*** INPUT ***
//! Business-rule corrections applied to raw model output.
//!
//! Corrections work on `DraftPoint`s: the mutable, floating-point form of a
//! forecast point that exists only while the pipeline assembles a series.

use chrono::NaiveDate;

use crate::domain::Metric;

pub mod fifteenth;
pub mod floor;

pub use fifteenth::*;
pub use floor::*;

/// A forecast point under construction.
#[derive(Debug, Clone, Copy, PartialEq)]
pub struct DraftPoint {
    pub date: NaiveDate,
    pub checks: f64,
    pub avg_check: f64,
    pub total_sales: f64,
}

impl DraftPoint {
    pub fn value(&self, metric: Metric) -> f64 {
        match metric {
            Metric::Checks => self.checks,
            Metric::AvgCheck => self.avg_check,
            Metric::TotalSales => self.total_sales,
        }
    }

    pub fn value_mut(&mut self, metric: Metric) -> &mut f64 {
        match metric {
            Metric::Checks => &mut self.checks,
            Metric::AvgCheck => &mut self.avg_check,
            Metric::TotalSales => &mut self.total_sales,
        }
    }
}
*** End of INPUT ***
TASK DESCRIPTION: Retype the entries in full. Keep every line identical.

SOLUTION TO THIS PROBLEM:
//! Business-rule corrections applied to raw model output.
//!
//! Corrections work on `DraftPoint`s: the mutable, floating-point form of a
//! forecast point that exists only while the pipeline assembles a series.

use chrono::NaiveDate;

use crate::domain::Metric;

pub mod fifteenth;
pub mod floor;

pub use fifteenth::*;
pub use floor::*;

/// A forecast point under construction.
#[derive(Debug, Clone, Copy, PartialEq)]
pub struct DraftPoint {
    pub date: NaiveDate,
    pub checks: f64,
    pub avg_check: f64,
    pub total_sales: f64,
}

impl DraftPoint {
    pub fn value(&self, metric: Metric) -> f64 {
        match metric {
            Metric::Checks => self.checks,
            Metric::AvgCheck => self.avg_check,
            Metric::TotalSales => self.total_sales,
        }
    }

    pub fn value_mut(&mut self, metric: Metric) -> &mut f64 {
        match metric {
            Metric::Checks => &mut self.checks,
            Metric::AvgCheck => &mut self.avg_check,
            Metric::TotalSales => &mut self.total_sales,
        }
    }
}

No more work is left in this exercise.